We occasionally link to goods offered by vendors to help the reader find relevant products. Some of these may be affiliate based, meaning we earn small commissions (at no additional cost to you) if items are purchased. Here is more about what we do.
In my world, also known as the world of cooking geeks and baking fanatics, the ultimate kitchen tool to end all others is a KitchenAid stand mixer.
The word “KitchenAid” has become synonymous with the stand mixer, even though it’s the name of a company that sells a wide range of kitchen products.
My mom got her first KitchenAid just before I was born, so I was lucky enough to grow up baking and cooking with hers.
I didn’t realize just how special owning a stand mixer is, as opposed to a cheap, plastic handheld mixer, was until I moved into my first apartment.
Lucky for me, shortly after moving in, my mom decided that it was time to upgrade her twenty-year-old mixer and I was lucky enough to inherit it.

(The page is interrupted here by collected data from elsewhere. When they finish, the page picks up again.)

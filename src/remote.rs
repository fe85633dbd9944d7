//! Parsing of git remote URLs into a host and an `owner/repo` slug.

use std::sync::LazyLock;

use regex::Regex;

// Parse URLs like:
// https://github.com/owner/repo.git
// https://user@bitbucket.org/workspace/repo.git
// git@github.com:owner/repo.git
static HTTPS_URL: LazyLock<Regex> = LazyLock::new(|| {
    Regex::new(r"^https?://(?:[^@/]+@)?(?P<host>[^/:@]+)(?::\d+)?/(?P<path>.+)$").unwrap()
});
static SSH_URL: LazyLock<Regex> =
    LazyLock::new(|| Regex::new(r"^[\w.-]+@(?P<host>[^:/]+):(?P<path>.+)$").unwrap());

#[derive(Debug, Clone, PartialEq, Eq)]
pub struct RemoteUrl {
    pub host: String,
    pub owner: String,
    pub repo: String,
}

impl RemoteUrl {
    /// Parse an HTTPS or SCP-style SSH remote URL. Any other form yields `None`.
    pub fn parse(url: &str) -> Option<Self> {
        let url = url.trim();
        let captures = HTTPS_URL
            .captures(url)
            .or_else(|| SSH_URL.captures(url))?;

        let host = captures["host"].to_lowercase();
        let path = captures["path"].trim_end_matches('/');
        let path = path.strip_suffix(".git").unwrap_or(path);

        let mut segments = path.rsplit('/').filter(|s| !s.is_empty());
        let repo = segments.next()?.to_string();
        let owner = segments.next()?.to_string();

        Some(Self { host, owner, repo })
    }

    /// The `owner/repo` identifier.
    pub fn slug(&self) -> String {
        format!("{}/{}", self.owner, self.repo)
    }
}

/// Shorthand for [`RemoteUrl::parse`] followed by [`RemoteUrl::slug`].
pub fn repo_slug(url: &str) -> Option<String> {
    RemoteUrl::parse(url).map(|remote| remote.slug())
}
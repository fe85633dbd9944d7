use anyhow::Context;
use anyhow::Result;
use anyhow::bail;
use async_trait::async_trait;
use serde::Deserialize;
use serde::Serialize;
use tracing::info;
use tracing::instrument;
use url::Url;

use super::ProviderKind;
use super::VcsProvider;
use super::origin_remote;
use crate::config::Config;
use crate::ops::git::GitOps;
use crate::ops::http::Auth;
use crate::ops::http::CurlClient;
use crate::ops::http::HttpOps;
use crate::parent::resolve_parent_or;

const GITHUB_API_URL: &str = "https://api.github.com";

// -----------------------------------------------------------------------------
// Types

/// Pull requests on GitHub, via the REST API.
pub struct GithubProvider<'a> {
    git: &'a dyn GitOps,
    http: Box<dyn HttpOps>,
    token: Option<String>,
    default_branch: String,
    api_url: String,
}

#[derive(Debug, Deserialize)]
struct User {
    login: String,
}

#[derive(Debug, Deserialize)]
struct PullRequest {
    number: u64,
    html_url: String,
}

#[derive(Debug, Serialize)]
struct CreatePullRequest<'r> {
    title: &'r str,
    body: &'r str,
    head: &'r str,
    base: &'r str,
}

#[derive(Debug, Serialize)]
struct UpdatePullRequest<'r> {
    title: &'r str,
    body: &'r str,
}

// -----------------------------------------------------------------------------
// GithubProvider impl

impl<'a> GithubProvider<'a> {
    pub fn new(
        git: &'a dyn GitOps,
        http: Box<dyn HttpOps>,
        token: Option<String>,
        default_branch: String,
    ) -> Self {
        Self {
            git,
            http,
            token,
            default_branch,
            api_url: GITHUB_API_URL.to_string(),
        }
    }

    pub fn from_config(config: &Config, git: &'a dyn GitOps) -> Self {
        let token = config.github_token.clone();
        let http = CurlClient::new(
            Auth::Bearer(token.clone().unwrap_or_default()),
            "application/vnd.github+json",
        );
        Self::new(git, Box::new(http), token, config.default_branch.clone())
    }

    /// First open pull request from `owner:head` into `base`, if any.
    async fn find_open_pull_request(
        &self,
        owner: &str,
        repo: &str,
        head: &str,
        base: &str,
    ) -> Result<Option<PullRequest>> {
        let url = Url::parse_with_params(
            &format!("{}/repos/{}/{}/pulls", self.api_url, owner, repo),
            &[
                ("state", "open"),
                ("base", base),
                ("head", &format!("{}:{}", owner, head)),
            ],
        )?;

        let response = self.http.get(url.as_str()).await?;
        let prs: Vec<PullRequest> = serde_json::from_str(&response)?;
        Ok(prs.into_iter().next())
    }
}

#[async_trait(?Send)]
impl VcsProvider for GithubProvider<'_> {
    fn kind(&self) -> ProviderKind {
        ProviderKind::GitHub
    }

    fn validate_environment(&self) -> Result<()> {
        if self.token.is_none() {
            bail!("GITHUB_TOKEN environment variable is not set.");
        }
        Ok(())
    }

    #[instrument(skip_all)]
    async fn get_username(&self) -> Result<String> {
        let response = self
            .http
            .get(&format!("{}/user", self.api_url))
            .await
            .context("Error fetching GitHub username")?;
        let user: User = serde_json::from_str(&response)?;
        Ok(user.login)
    }

    #[instrument(skip(self, title, body))]
    async fn create_or_update_pull_request(
        &self,
        head_branch: &str,
        title: &str,
        body: &str,
    ) -> Result<String> {
        let remote = origin_remote(self.git).await?;
        let base_branch = resolve_parent_or(self.git, &self.default_branch).await?;

        if let Some(existing) = self
            .find_open_pull_request(&remote.owner, &remote.repo, head_branch, &base_branch)
            .await?
        {
            info!("Pull request already exists: {}", existing.html_url);

            let url = format!(
                "{}/repos/{}/{}/pulls/{}",
                self.api_url, remote.owner, remote.repo, existing.number
            );
            let request_body = UpdatePullRequest { title, body };
            let json_data = serde_json::to_string(&request_body)?;
            let response = self.http.patch(&url, &json_data).await?;
            let pr: PullRequest = serde_json::from_str(&response)?;

            info!("Pull request updated: {}", pr.html_url);
            return Ok(pr.html_url);
        }

        let url = format!(
            "{}/repos/{}/{}/pulls",
            self.api_url, remote.owner, remote.repo
        );
        let request_body = CreatePullRequest {
            title,
            body,
            head: head_branch,
            base: &base_branch,
        };
        let json_data = serde_json::to_string(&request_body)?;
        let response = self.http.post(&url, &json_data).await?;
        let pr: PullRequest = serde_json::from_str(&response)?;

        info!("Pull request created: {}", pr.html_url);
        Ok(pr.html_url)
    }
}

#[cfg(test)]
mod tests {
    use mockall::predicate::eq;

    use super::*;
    use crate::ops::git::CommitId;
    use crate::ops::git::MockGitOps;
    use crate::ops::http::MockHttpOps;

    /// Repository on `jdoe/feature` forked from `develop`.
    fn mock_git() -> MockGitOps {
        let mut git = MockGitOps::new();
        git.expect_remote_url()
            .returning(|| Ok(Some("git@github.com:acme/widgets.git".to_string())));
        git.expect_current_branch()
            .returning(|| Ok("jdoe/feature".to_string()));
        git.expect_local_branches().returning(|| {
            Ok(vec![
                "develop".to_string(),
                "jdoe/feature".to_string(),
                "main".to_string(),
            ])
        });
        git.expect_merge_base()
            .returning(|_, other| Ok(CommitId(other.to_string())));
        git.expect_commit_time()
            .returning(|commit| Ok(if commit.0 == "develop" { 200 } else { 100 }));
        git
    }

    const LIST_URL: &str = "https://api.github.com/repos/acme/widgets/pulls?state=open&base=develop&head=acme%3Ajdoe%2Ffeature";

    #[tokio::test]
    async fn test_get_username() {
        let git = MockGitOps::new();
        let mut http = MockHttpOps::new();
        http.expect_get()
            .with(eq("https://api.github.com/user"))
            .returning(|_| Ok(r#"{"login":"jdoe","id":1}"#.to_string()));

        let provider = GithubProvider::new(&git, Box::new(http), Some("t".into()), "main".into());
        assert_eq!(provider.get_username().await.unwrap(), "jdoe");
    }

    #[tokio::test]
    async fn test_get_username_bad_credentials() {
        let git = MockGitOps::new();
        let mut http = MockHttpOps::new();
        http.expect_get()
            .returning(|_| Err(anyhow::anyhow!("API error (401): Bad credentials")));

        let provider = GithubProvider::new(&git, Box::new(http), Some("t".into()), "main".into());
        let err = provider.get_username().await.unwrap_err();
        assert!(format!("{:#}", err).contains("Bad credentials"));
    }

    #[test]
    fn test_validate_environment() {
        let git = MockGitOps::new();
        let provider =
            GithubProvider::new(&git, Box::new(MockHttpOps::new()), None, "main".into());
        assert!(provider.validate_environment().is_err());

        let provider =
            GithubProvider::new(&git, Box::new(MockHttpOps::new()), Some("t".into()), "main".into());
        assert!(provider.validate_environment().is_ok());
    }

    #[tokio::test]
    async fn test_creates_pull_request_against_parent() {
        let git = mock_git();
        let mut http = MockHttpOps::new();
        http.expect_get()
            .with(eq(LIST_URL))
            .returning(|_| Ok("[]".to_string()));
        http.expect_post()
            .withf(|url, json| {
                let payload: serde_json::Value = serde_json::from_str(json).unwrap();
                url == "https://api.github.com/repos/acme/widgets/pulls"
                    && payload
                        == serde_json::json!({
                            "title": "Add widgets",
                            "body": "Body",
                            "head": "jdoe/feature",
                            "base": "develop",
                        })
            })
            .times(1)
            .returning(|_, _| {
                Ok(r#"{"number":7,"html_url":"https://github.com/acme/widgets/pull/7"}"#.to_string())
            });
        http.expect_patch().never();

        let provider = GithubProvider::new(&git, Box::new(http), Some("t".into()), "main".into());
        let url = provider
            .create_or_update_pull_request("jdoe/feature", "Add widgets", "Body")
            .await
            .unwrap();
        assert_eq!(url, "https://github.com/acme/widgets/pull/7");
    }

    #[tokio::test]
    async fn test_updates_existing_pull_request_idempotently() {
        let git = mock_git();
        let mut http = MockHttpOps::new();
        http.expect_get().with(eq(LIST_URL)).times(2).returning(|_| {
            Ok(r#"[{"number":7,"html_url":"https://github.com/acme/widgets/pull/7","state":"open"}]"#
                .to_string())
        });
        http.expect_patch()
            .withf(|url, json| {
                url == "https://api.github.com/repos/acme/widgets/pulls/7"
                    && json == r#"{"title":"New title","body":"New body"}"#
            })
            .times(2)
            .returning(|_, _| {
                Ok(r#"{"number":7,"html_url":"https://github.com/acme/widgets/pull/7"}"#.to_string())
            });
        http.expect_post().never();

        let provider = GithubProvider::new(&git, Box::new(http), Some("t".into()), "main".into());
        let first = provider
            .create_or_update_pull_request("jdoe/feature", "New title", "New body")
            .await
            .unwrap();
        let second = provider
            .create_or_update_pull_request("jdoe/feature", "New title", "New body")
            .await
            .unwrap();
        assert_eq!(first, "https://github.com/acme/widgets/pull/7");
        assert_eq!(first, second);
    }

    #[tokio::test]
    async fn test_falls_back_to_default_branch() {
        let mut git = MockGitOps::new();
        git.expect_remote_url()
            .returning(|| Ok(Some("https://github.com/acme/widgets".to_string())));
        git.expect_current_branch()
            .returning(|| Ok("jdoe/feature".to_string()));
        git.expect_local_branches()
            .returning(|| Ok(vec!["jdoe/feature".to_string()]));

        let mut http = MockHttpOps::new();
        http.expect_get()
            .withf(|url| url.contains("base=trunk"))
            .returning(|_| Ok("[]".to_string()));
        http.expect_post()
            .withf(|_, json| json.contains(r#""base":"trunk""#))
            .returning(|_, _| {
                Ok(r#"{"number":1,"html_url":"https://github.com/acme/widgets/pull/1"}"#.to_string())
            });

        let provider = GithubProvider::new(&git, Box::new(http), Some("t".into()), "trunk".into());
        let url = provider
            .create_or_update_pull_request("jdoe/feature", "T", "B")
            .await
            .unwrap();
        assert_eq!(url, "https://github.com/acme/widgets/pull/1");
    }

    #[tokio::test]
    async fn test_create_failure_is_reported() {
        let git = mock_git();
        let mut http = MockHttpOps::new();
        http.expect_get().returning(|_| Ok("[]".to_string()));
        http.expect_post().returning(|_, _| {
            Err(anyhow::anyhow!(
                "API error (422): No commits between develop and jdoe/feature"
            ))
        });

        let provider = GithubProvider::new(&git, Box::new(http), Some("t".into()), "main".into());
        let err = provider
            .create_or_update_pull_request("jdoe/feature", "T", "B")
            .await
            .unwrap_err();
        assert!(err.to_string().contains("No commits between"));
    }
}
//! Definition of errors.

use std::error::Error;
use std::fmt;

pub type Result<T, E = SaplingError> = std::result::Result<T, E>;

#[derive(Debug)]
pub enum SaplingError {
    NoParseFound(NoParseFoundError),
    MalformedProduction(MalformedProductionError),
    InvalidArgument(InvalidArgumentError),
    InvalidTree(InvalidTreeError),
    InvalidModel(InvalidModelError),
    DecodeError(bincode::error::DecodeError),
    EncodeError(bincode::error::EncodeError),
    IOError(std::io::Error),
}

impl SaplingError {
    pub(crate) fn no_parse_found<S>(root: S, n_words: usize) -> Self
    where
        S: Into<String>,
    {
        Self::NoParseFound(NoParseFoundError {
            root: root.into(),
            n_words,
        })
    }

    pub(crate) fn malformed_production<S>(production: S, arity: usize) -> Self
    where
        S: Into<String>,
    {
        Self::MalformedProduction(MalformedProductionError {
            production: production.into(),
            arity,
        })
    }

    pub(crate) fn invalid_argument<S>(arg: &'static str, msg: S) -> Self
    where
        S: Into<String>,
    {
        Self::InvalidArgument(InvalidArgumentError {
            arg,
            msg: msg.into(),
        })
    }

    pub(crate) fn invalid_tree<S>(msg: S) -> Self
    where
        S: Into<String>,
    {
        Self::InvalidTree(InvalidTreeError { msg: msg.into() })
    }

    pub(crate) fn invalid_model<S>(msg: S) -> Self
    where
        S: Into<String>,
    {
        Self::InvalidModel(InvalidModelError { msg: msg.into() })
    }

    /// Returns `true` if the error only concerns a single sentence, so the caller may skip it and
    /// continue with the next one.
    pub fn is_recoverable(&self) -> bool {
        matches!(self, Self::NoParseFound(_))
    }
}

impl fmt::Display for SaplingError {
    fn fmt(&self, f: &mut fmt::Formatter) -> fmt::Result {
        match self {
            Self::NoParseFound(e) => e.fmt(f),
            Self::MalformedProduction(e) => e.fmt(f),
            Self::InvalidArgument(e) => e.fmt(f),
            Self::InvalidTree(e) => e.fmt(f),
            Self::InvalidModel(e) => e.fmt(f),
            Self::DecodeError(e) => e.fmt(f),
            Self::EncodeError(e) => e.fmt(f),
            Self::IOError(e) => e.fmt(f),
        }
    }
}

impl Error for SaplingError {}

/// Error used when the root symbol cannot be derived over the whole sentence.
#[derive(Debug)]
pub struct NoParseFoundError {
    /// Requested root symbol.
    pub(crate) root: String,

    /// Length of the sentence.
    pub(crate) n_words: usize,
}

impl fmt::Display for NoParseFoundError {
    fn fmt(&self, f: &mut fmt::Formatter) -> fmt::Result {
        write!(
            f,
            "NoParseFoundError: `{}` is not derivable over {} words",
            self.root, self.n_words
        )
    }
}

impl Error for NoParseFoundError {}

/// Error used when a binarized production has neither one nor two children.
#[derive(Debug)]
pub struct MalformedProductionError {
    /// Text of the production.
    pub(crate) production: String,

    /// Number of children.
    pub(crate) arity: usize,
}

impl fmt::Display for MalformedProductionError {
    fn fmt(&self, f: &mut fmt::Formatter) -> fmt::Result {
        write!(
            f,
            "MalformedProductionError: {} has {} children",
            self.production, self.arity
        )
    }
}

impl Error for MalformedProductionError {}

/// Error used when the argument is invalid.
#[derive(Debug)]
pub struct InvalidArgumentError {
    /// Name of the argument.
    pub(crate) arg: &'static str,

    /// Error message.
    pub(crate) msg: String,
}

impl fmt::Display for InvalidArgumentError {
    fn fmt(&self, f: &mut fmt::Formatter) -> fmt::Result {
        write!(f, "InvalidArgumentError: {}: {}", self.arg, self.msg)
    }
}

impl Error for InvalidArgumentError {}

/// Error used when bracketed text cannot be read as a tree.
#[derive(Debug)]
pub struct InvalidTreeError {
    /// Error message.
    pub(crate) msg: String,
}

impl fmt::Display for InvalidTreeError {
    fn fmt(&self, f: &mut fmt::Formatter) -> fmt::Result {
        write!(f, "InvalidTreeError: {}", self.msg)
    }
}

impl Error for InvalidTreeError {}

/// Error used when the model is invalid.
#[derive(Debug)]
pub struct InvalidModelError {
    /// Error message.
    pub(crate) msg: String,
}

impl fmt::Display for InvalidModelError {
    fn fmt(&self, f: &mut fmt::Formatter) -> fmt::Result {
        write!(f, "InvalidModelError: {}", self.msg)
    }
}

impl Error for InvalidModelError {}

impl From<bincode::error::DecodeError> for SaplingError {
    fn from(error: bincode::error::DecodeError) -> Self {
        Self::DecodeError(error)
    }
}

impl From<bincode::error::EncodeError> for SaplingError {
    fn from(error: bincode::error::EncodeError) -> Self {
        Self::EncodeError(error)
    }
}

impl From<std::io::Error> for SaplingError {
    fn from(error: std::io::Error) -> Self {
        Self::IOError(error)
    }
}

It was twenty years old and still ran with no issues!
In fact, the only reason my mom wanted to upgrade was because she wanted to try the new line and get a bigger bowl.
Now, I’m looking to upgrade, and in the process of conducting some research in order to put together my wedding registry, I’ve taken a hard look at that the KitchenAid Artisan Series 5 Quart Mixer.

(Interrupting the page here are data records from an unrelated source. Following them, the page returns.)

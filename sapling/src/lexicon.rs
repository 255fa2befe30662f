use bincode::{
    de::Decoder,
    enc::Encoder,
    error::{DecodeError, EncodeError},
    Decode, Encode,
};

use crate::errors::{Result, SaplingError};
use crate::probability_table::ProbabilityTable;
use crate::utils::SerializableHashMap;

/// Words seen fewer times than this value share probability mass with unseen words.
pub const RARE_WORD_THRESHOLD: f64 = 10.;

/// Emission model scoring a word given a part-of-speech tag.
#[derive(Clone, Debug)]
pub enum Lexicon {
    /// Model induced from a tagged corpus with smoothing for rare and unseen words.
    Smoothed(SmoothedLexicon),

    /// Model given by explicit emission probabilities.
    Fixed(FixedLexicon),
}

impl Lexicon {
    const TYPE_ID_SMOOTHED: u8 = 0;
    const TYPE_ID_FIXED: u8 = 1;

    /// Creates a smoothed lexicon from `(word, tag)` pairs.
    ///
    /// # Examples
    ///
    /// ```
    /// use sapling::Lexicon;
    ///
    /// let lexicon = Lexicon::from_tagged_words([
    ///     ("the", "DT"), ("dog", "NN"), ("barks", "VBZ"),
    ///     ("the", "DT"), ("cat", "NN"), ("barks", "VBZ"),
    /// ]);
    /// assert_eq!(vec!["DT", "NN", "VBZ"], lexicon.tags());
    /// assert_eq!(Some("NN"), lexicon.best_tag("unicorn"));
    /// ```
    pub fn from_tagged_words<I, W, T>(tagged_words: I) -> Self
    where
        I: IntoIterator<Item = (W, T)>,
        W: AsRef<str>,
        T: AsRef<str>,
    {
        Self::Smoothed(SmoothedLexicon::new(tagged_words))
    }

    /// Creates a fixed lexicon from `(tag, word, probability)` triples. The probabilities of each
    /// tag are normalized by their sum.
    ///
    /// # Errors
    ///
    /// If a probability is not positive, an error variant will be returned.
    pub fn from_rules<I, T, W>(rules: I) -> Result<Self>
    where
        I: IntoIterator<Item = (T, W, f64)>,
        T: AsRef<str>,
        W: AsRef<str>,
    {
        Ok(Self::Fixed(FixedLexicon::new(rules)?))
    }

    /// Gets the known tags in sorted order.
    pub fn tags(&self) -> Vec<&str> {
        let mut tags: Vec<&str> = match self {
            Self::Smoothed(lexicon) => lexicon.tags.keys().map(String::as_str).collect(),
            Self::Fixed(lexicon) => lexicon.tags.keys().map(String::as_str).collect(),
        };
        tags.sort_unstable();
        tags
    }

    /// Gets the log-probability of emitting `word` from `tag`.
    ///
    /// # Returns
    ///
    /// `None` if the model assigns no probability mass to the pair.
    pub fn score(&self, word: &str, tag: &str) -> Option<f64> {
        match self {
            Self::Smoothed(lexicon) => lexicon.score(word, tag),
            Self::Fixed(lexicon) => lexicon.score(word, tag),
        }
    }

    /// Gets the tag that emits `word` with the highest score. Ties are won by the tag that comes
    /// first in sorted order.
    pub fn best_tag(&self, word: &str) -> Option<&str> {
        let mut best: Option<(&str, f64)> = None;
        for tag in self.tags() {
            if let Some(score) = self.score(word, tag) {
                if best.map_or(true, |(_, s)| score > s) {
                    best.replace((tag, score));
                }
            }
        }
        best.map(|(tag, _)| tag)
    }
}

impl Decode for Lexicon {
    fn decode<D: Decoder>(decoder: &mut D) -> Result<Self, DecodeError> {
        let type_id: u8 = Decode::decode(decoder)?;
        match type_id {
            Self::TYPE_ID_SMOOTHED => Ok(Self::Smoothed(Decode::decode(decoder)?)),
            Self::TYPE_ID_FIXED => Ok(Self::Fixed(Decode::decode(decoder)?)),
            _ => Err(DecodeError::Other("invalid type_id of lexicon")),
        }
    }
}

impl Encode for Lexicon {
    fn encode<E: Encoder>(&self, encoder: &mut E) -> Result<(), EncodeError> {
        match self {
            Self::Smoothed(lexicon) => {
                Encode::encode(&Self::TYPE_ID_SMOOTHED, encoder)?;
                Encode::encode(lexicon, encoder)
            }
            Self::Fixed(lexicon) => {
                Encode::encode(&Self::TYPE_ID_FIXED, encoder)?;
                Encode::encode(lexicon, encoder)
            }
        }
    }
}

/// Emission model built from tag, word and word-tag counts.
///
/// For a rare word (seen fewer than [`RARE_WORD_THRESHOLD`] times) the counts are adjusted as
/// `c(w) + 1` and `c(w, t) + P_type(t)`, where `P_type(t)` is the fraction of word types whose
/// first occurrence carried `t`. The score is
/// `ln(c(w, t) / c(w)) - ln P(t) + ln((1 + c(w)) / (1 + N))`.
#[derive(Clone, Debug)]
pub struct SmoothedLexicon {
    tags: ProbabilityTable<String>,
    tag_types: ProbabilityTable<String>,
    words: SerializableHashMap<String, f64>,
    word_tags: SerializableHashMap<String, SerializableHashMap<String, f64>>,
    total: f64,
}

impl SmoothedLexicon {
    fn new<I, W, T>(tagged_words: I) -> Self
    where
        I: IntoIterator<Item = (W, T)>,
        W: AsRef<str>,
        T: AsRef<str>,
    {
        let mut tags = ProbabilityTable::new();
        let mut tag_types = ProbabilityTable::new();
        let mut words: SerializableHashMap<String, f64> = SerializableHashMap::default();
        let mut word_tags: SerializableHashMap<String, SerializableHashMap<String, f64>> =
            SerializableHashMap::default();
        let mut total = 0.;
        for (word, tag) in tagged_words {
            let (word, tag) = (word.as_ref(), tag.as_ref());
            if !words.contains_key(word) {
                tag_types.accumulate(tag.to_string(), 1.);
            }
            tags.accumulate(tag.to_string(), 1.);
            *words.entry(word.to_string()).or_insert(0.) += 1.;
            *word_tags
                .entry(word.to_string())
                .or_default()
                .entry(tag.to_string())
                .or_insert(0.) += 1.;
            total += 1.;
        }
        tags.normalize(None);
        tag_types.normalize(None);
        Self {
            tags,
            tag_types,
            words,
            word_tags,
            total,
        }
    }

    fn score(&self, word: &str, tag: &str) -> Option<f64> {
        let log_p_tag = self.tags.get(tag)?;
        let mut c_word = self.words.get(word).copied().unwrap_or(0.);
        let mut c_tag_word = self
            .word_tags
            .get(word)
            .and_then(|t| t.get(tag))
            .copied()
            .unwrap_or(0.);
        if c_word < RARE_WORD_THRESHOLD {
            c_word += 1.;
            c_tag_word += self.tag_types.get(tag).map_or(0., f64::exp);
        }
        if c_tag_word <= 0. {
            return None;
        }
        let p_word = (1. + c_word) / (1. + self.total);
        Some((c_tag_word / c_word).ln() - log_p_tag + p_word.ln())
    }
}

impl Decode for SmoothedLexicon {
    fn decode<D: Decoder>(decoder: &mut D) -> Result<Self, DecodeError> {
        Ok(Self {
            tags: Decode::decode(decoder)?,
            tag_types: Decode::decode(decoder)?,
            words: Decode::decode(decoder)?,
            word_tags: Decode::decode(decoder)?,
            total: Decode::decode(decoder)?,
        })
    }
}

impl Encode for SmoothedLexicon {
    fn encode<E: Encoder>(&self, encoder: &mut E) -> Result<(), EncodeError> {
        Encode::encode(&self.tags, encoder)?;
        Encode::encode(&self.tag_types, encoder)?;
        Encode::encode(&self.words, encoder)?;
        Encode::encode(&self.word_tags, encoder)?;
        Encode::encode(&self.total, encoder)?;
        Ok(())
    }
}

/// Emission model given by explicit probabilities.
#[derive(Clone, Debug)]
pub struct FixedLexicon {
    tags: SerializableHashMap<String, ProbabilityTable<String>>,
}

impl FixedLexicon {
    fn new<I, T, W>(rules: I) -> Result<Self>
    where
        I: IntoIterator<Item = (T, W, f64)>,
        T: AsRef<str>,
        W: AsRef<str>,
    {
        let mut tags: SerializableHashMap<String, ProbabilityTable<String>> =
            SerializableHashMap::default();
        for (tag, word, prob) in rules {
            let (tag, word) = (tag.as_ref(), word.as_ref());
            if !(prob.is_finite() && prob > 0.) {
                return Err(SaplingError::invalid_argument(
                    "rules",
                    format!("`{tag} -> {word}` has a non-positive probability {prob}"),
                ));
            }
            tags.entry(tag.to_string())
                .or_default()
                .accumulate(word.to_string(), prob);
        }
        for table in tags.values_mut() {
            table.normalize(None);
        }
        Ok(Self { tags })
    }

    fn score(&self, word: &str, tag: &str) -> Option<f64> {
        self.tags.get(tag)?.get(word)
    }
}

impl Decode for FixedLexicon {
    fn decode<D: Decoder>(decoder: &mut D) -> Result<Self, DecodeError> {
        Ok(Self {
            tags: Decode::decode(decoder)?,
        })
    }
}

impl Encode for FixedLexicon {
    fn encode<E: Encoder>(&self, encoder: &mut E) -> Result<(), EncodeError> {
        Encode::encode(&self.tags, encoder)
    }
}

You can see what other small appliances I’ve included in my wedding registry series.
I checked out the stand mixer competition and looked at several KitchenAid models, but this one was high on the list but ultimately my bread baking habit lead me to choose a more powerful model as I don’t have a warm and fuzzy that the motor on this unit is powerful enough to stand the rigors of mix dough once or twice a week.
However, if you are not a huge bread baker and only mix dough on a rare occasion or in small amounts, then this may be a great entry level machine for you – especially with the number of attachments that you can purchase to allow this machine to perform other functions (more on this latter).
The only piece of plastic you’re going to find on this stand mixer is the pouring shield attachment.
The metal construction is incredibly durable: like I said, before my upgrade, my stand mixer was twenty-four years old and it’s still running fine. Even the bowl is stainless steel.
When well taken care of, your stand mixer should last decades. In fact, one of the most common comments in reviews is how sturdy this piece of equipment is.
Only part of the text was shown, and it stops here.